Site characterization involves the evaluation of a site to determine the type, extent, and concentration of pollutants present. This information is essential in selecting the appropriate chemicals or solutions to remove the pollutants. The type of pollutant and its concentration will influence the choice of remediation method, whether it is chemical, physical, or biological. For instance, if the pollutants are petroleum hydrocarbons, chemical oxidation or bioremediation may be appropriate. If the pollutants are heavy metals, chemical precipitation or soil flushing may be the best approach.

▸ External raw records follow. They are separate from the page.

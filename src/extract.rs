//! Text cleanup and selector-fallback extraction over parsed HTML.
//!
//! Detail pages move their content between containers across layouts, so most
//! fields are read through an ordered list of selectors where the first
//! non-empty hit wins.

use once_cell::sync::Lazy;
use regex::Regex;
use scraper::{ElementRef, Html, Selector};
use serde_json::Value;
use std::collections::HashMap;
use std::sync::{Arc, Mutex};
use tracing::warn;

static WHITESPACE: Lazy<Regex> = Lazy::new(|| Regex::new(r"\s+").unwrap());
static BR_TAG: Lazy<Regex> = Lazy::new(|| Regex::new(r"(?i)<br\s*/?>").unwrap());
static BLOCK_CLOSE: Lazy<Regex> = Lazy::new(|| {
    Regex::new(r"(?i)</(p|div|li|h[1-6]|section|article|tr|td|th)>").unwrap()
});
static SCRIPT_BLOCK: Lazy<Regex> =
    Lazy::new(|| Regex::new(r"(?is)<script[^>]*>.*?</script>").unwrap());
static STYLE_BLOCK: Lazy<Regex> =
    Lazy::new(|| Regex::new(r"(?is)<style[^>]*>.*?</style>").unwrap());

/// Every link that carries an `href`.
pub static LINKS: Lazy<Selector> =
    Lazy::new(|| Selector::parse("a[href]").expect("Failed to parse link selector"));

/// Parsed fallback-chain selectors, keyed by their CSS text.
static SELECTOR_CACHE: Lazy<Mutex<HashMap<String, Arc<Selector>>>> =
    Lazy::new(|| Mutex::new(HashMap::new()));

/// How extracted text is whitespace-normalised.
#[derive(Debug, Clone, Copy, PartialEq, Eq)]
pub enum TextMode {
    /// Collapse all whitespace, including newlines, to single spaces.
    Flatten,
    /// Collapse whitespace within each line and keep non-empty lines.
    Lines,
}

impl TextMode {
    pub fn apply(self, text: &str) -> Option<String> {
        match self {
            TextMode::Flatten => clean(text),
            TextMode::Lines => normalize_text_block(text),
        }
    }
}

/// Collapse whitespace runs to one space and trim. Empty results are `None`.
///
/// Non-breaking spaces count as whitespace.
pub fn clean(text: &str) -> Option<String> {
    let collapsed = WHITESPACE.replace_all(text.trim(), " ");
    let collapsed = collapsed.trim();
    (!collapsed.is_empty()).then(|| collapsed.to_string())
}

/// Normalise each line separately, dropping blank lines, and keep the line
/// structure.
pub fn normalize_text_block(text: &str) -> Option<String> {
    let joined = text
        .lines()
        .filter_map(clean)
        .collect::<Vec<_>>()
        .join("\n");
    (!joined.is_empty()).then_some(joined)
}

/// Parse a selector from a fallback chain, reusing earlier parses.
///
/// Selector strings in this crate are literals; a bad one is a programming
/// error and is logged and skipped rather than aborting a crawl.
pub fn selector(css: &str) -> Option<Arc<Selector>> {
    let mut cache = SELECTOR_CACHE.lock().unwrap_or_else(|e| e.into_inner());
    if let Some(sel) = cache.get(css) {
        return Some(Arc::clone(sel));
    }
    match Selector::parse(css) {
        Ok(sel) => {
            let sel = Arc::new(sel);
            cache.insert(css.to_string(), Arc::clone(&sel));
            Some(sel)
        }
        Err(e) => {
            warn!(css, error = %e, "Invalid CSS selector");
            None
        }
    }
}

/// All descendant text of an element, concatenated.
pub fn element_text(el: &ElementRef<'_>) -> String {
    el.text().collect::<String>()
}

/// The first element matching `css` under `root`.
pub fn first_element<'a>(root: ElementRef<'a>, css: &str) -> Option<ElementRef<'a>> {
    let sel = selector(css)?;
    root.select(&sel).next()
}

/// Text of the first element matching `css`, normalised with `mode`.
pub fn text_of(root: ElementRef<'_>, css: &str, mode: TextMode) -> Option<String> {
    first_element(root, css).and_then(|el| mode.apply(&element_text(&el)))
}

/// Try `selectors` in order; the first one whose first match has non-empty
/// text wins.
pub fn first_text(root: ElementRef<'_>, selectors: &[&str], mode: TextMode) -> Option<String> {
    selectors.iter().find_map(|css| text_of(root, css, mode))
}

/// Try `(selector, attribute)` pairs in order; first non-empty value wins.
pub fn first_attr(root: ElementRef<'_>, candidates: &[(&str, &str)]) -> Option<String> {
    candidates.iter().find_map(|(css, attr)| {
        first_element(root, css)
            .and_then(|el| el.value().attr(attr))
            .and_then(clean)
    })
}

/// Every text node under every match of `css`, each cleaned, empty ones
/// dropped.
pub fn text_nodes(root: ElementRef<'_>, css: &str) -> Vec<String> {
    let Some(sel) = selector(css) else {
        return Vec::new();
    };
    root.select(&sel)
        .flat_map(|el| el.text().filter_map(clean).collect::<Vec<_>>())
        .collect()
}

/// Convenience: the root element of a parsed document.
pub fn root(doc: &Html) -> ElementRef<'_> {
    doc.root_element()
}

/// Convert an HTML fragment to text, keeping paragraph and line breaks.
///
/// `<br>` and block-level closing tags become newlines, `<script>` and
/// `<style>` blocks are removed, then each line is whitespace-normalised.
pub fn html_to_text(html: &str) -> Option<String> {
    if html.trim().is_empty() {
        return None;
    }
    let html = BR_TAG.replace_all(html, "\n");
    let html = BLOCK_CLOSE.replace_all(&html, "$0\n");
    let html = SCRIPT_BLOCK.replace_all(&html, "");
    let html = STYLE_BLOCK.replace_all(&html, "");
    let fragment = Html::parse_fragment(&html);
    let text = fragment.root_element().text().collect::<String>();
    normalize_text_block(&text)
}

/// Collect every non-empty string stored under a `"value"` key anywhere in a
/// JSON document, in document order, joined by newlines.
///
/// Returns `None` for invalid JSON or when no values are found.
pub fn sw_json_values(raw: &str) -> Option<String> {
    let doc: Value = serde_json::from_str(raw).ok()?;
    let mut values = Vec::new();
    walk_values(&doc, &mut values);
    (!values.is_empty()).then(|| values.join("\n"))
}

fn walk_values(node: &Value, out: &mut Vec<String>) {
    match node {
        Value::Object(map) => {
            if let Some(Value::String(v)) = map.get("value") {
                let v = v.trim();
                if !v.is_empty() {
                    out.push(v.to_string());
                }
            }
            for child in map.values() {
                walk_values(child, out);
            }
        }
        Value::Array(items) => items.iter().for_each(|child| walk_values(child, out)),
        _ => {}
    }
}

#[cfg(test)]
mod tests {
    use super::*;

    #[test]
    fn test_clean_collapses_whitespace() {
        assert_eq!(
            clean("  삼성전자\t\t주가 \n\n 상승\u{a0}마감  "),
            Some("삼성전자 주가 상승 마감".to_string())
        );
        assert_eq!(clean(" \n\t "), None);
    }

    #[test]
    fn test_normalize_text_block_keeps_lines() {
        let raw = "  첫 줄   입니다 \n\n\t\n 둘째\t줄 ";
        assert_eq!(
            normalize_text_block(raw),
            Some("첫 줄 입니다\n둘째 줄".to_string())
        );
        assert_eq!(clean(raw), Some("첫 줄 입니다 둘째 줄".to_string()));
    }

    #[test]
    fn test_first_text_falls_through_empty_containers() {
        let doc = Html::parse_document(
            r#"<html><body>
                <div id="dic_area">   </div>
                <div id="newsct_article"> 본문 <b>내용</b> </div>
                <article>다른 내용</article>
            </body></html>"#,
        );
        let text = first_text(
            root(&doc),
            &["#dic_area", "#newsct_article", "article"],
            TextMode::Flatten,
        );
        assert_eq!(text, Some("본문 내용".to_string()));
    }

    #[test]
    fn test_selector_is_parsed_once() {
        let a = selector("div.media_end_head_title h2").unwrap();
        let b = selector("div.media_end_head_title h2").unwrap();
        assert!(Arc::ptr_eq(&a, &b));
        assert!(selector("td[").is_none());
    }

    #[test]
    fn test_first_text_all_missing() {
        let doc = Html::parse_document("<html><body><p>x</p></body></html>");
        assert_eq!(first_text(root(&doc), &["#nope", ".also-nope"], TextMode::Lines), None);
    }

    #[test]
    fn test_first_attr_order() {
        let doc = Html::parse_document(
            r#"<html><head>
                <meta property="og:article:author" content="한국경제">
                <meta name="twitter:creator" content="다른값">
            </head><body></body></html>"#,
        );
        let press = first_attr(
            root(&doc),
            &[
                ("div.media_end_head_top a img", "title"),
                (r#"meta[property="og:article:author"]"#, "content"),
                (r#"meta[name="twitter:creator"]"#, "content"),
            ],
        );
        assert_eq!(press, Some("한국경제".to_string()));
    }

    #[test]
    fn test_html_to_text() {
        let html = "<p>첫 문단</p><p>둘째<br>줄</p><script>var x = 1;</script><style>p{}</style><div>  끝  </div>";
        assert_eq!(
            html_to_text(html),
            Some("첫 문단\n둘째\n줄\n끝".to_string())
        );
        assert_eq!(html_to_text("   "), None);
    }

    #[test]
    fn test_sw_json_values() {
        let raw = r#"{"document":{"components":[
            {"value":" 안녕하세요 "},
            {"paragraphs":[{"nodes":[{"value":"둘째"},{"value":""}]}]},
            {"value": 3}
        ]}}"#;
        assert_eq!(sw_json_values(raw), Some("안녕하세요\n둘째".to_string()));
        assert_eq!(sw_json_values("{not json"), None);
        assert_eq!(sw_json_values(r#"{"a":1}"#), None);
    }

    #[test]
    fn test_sw_json_values_keeps_key_order() {
        let raw = r#"{"title":{"value":"T"},"summary":{"value":"S"}}"#;
        assert_eq!(sw_json_values(raw), Some("T\nS".to_string()));

        let raw = r#"{"document":{
            "zeta":{"value":"첫째"},
            "alpha":[{"value":"둘째"}],
            "mid":{"nodes":{"value":"셋째"}}
        }}"#;
        assert_eq!(sw_json_values(raw), Some("첫째\n둘째\n셋째".to_string()));
    }
}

The hydrogeology of the site is also crucial in selecting the appropriate chemicals or solutions for remediation. Understanding the groundwater flow direction, hydraulic conductivity, and other factors is essential in determining the most effective way to deliver the treatment solution to the target area. For example, if the site is composed of sandy soils with a high hydraulic conductivity, a solution with a low viscosity and low surface tension may be required to ensure proper distribution.
Chemicals of concern are substances that pose a risk to human health or the environment. They are typically regulated by environmental agencies, and their presence can trigger remediation. The selection process should consider the specific chemicals of concern and the appropriate chemicals or solutions to remove them. For example, if the chemicals of concern are Chlorinated Solvents, then an emulsified zero valent iron chemical solution such as SourceKill, or chemical oxidation with permanganate or persulfate may be the best option.
The total mass of constituents to be removed is also a crucial factor in selecting the appropriate chemicals or solutions for remediation. The mass of contaminants will influence the amount and type of chemicals required for remediation. Therefore, if the site has a large mass of contaminants, a more aggressive remediation method may be required.
Finally, remediation timelines should be considered as part of the selection criteria. The timeline for remediation may be driven by regulatory requirements or client needs. The selected remediation approach should be capable of meeting the required timeline, and the chemicals or solutions should be effective within the specified timeframe.
In conclusion, in-situ chemistry evaluation is a critical component of environmental remediation. The selection process requires careful consideration of several factors, including site characterization, hydrogeology, chemicals of concern, total mass of constituents to be removed, and remediation timelines. The appropriate chemicals or solutions should be selected based on these factors to ensure effective and timely remediation. It is recommended that you work with an experienced engineering and environmental consulting firm who understand the site geology, in-situ chemistry options available and most appropriate to remediate chemicals of concern, and one who knows the regulatory framework the site will be expected to adhere to meet remediation objectives.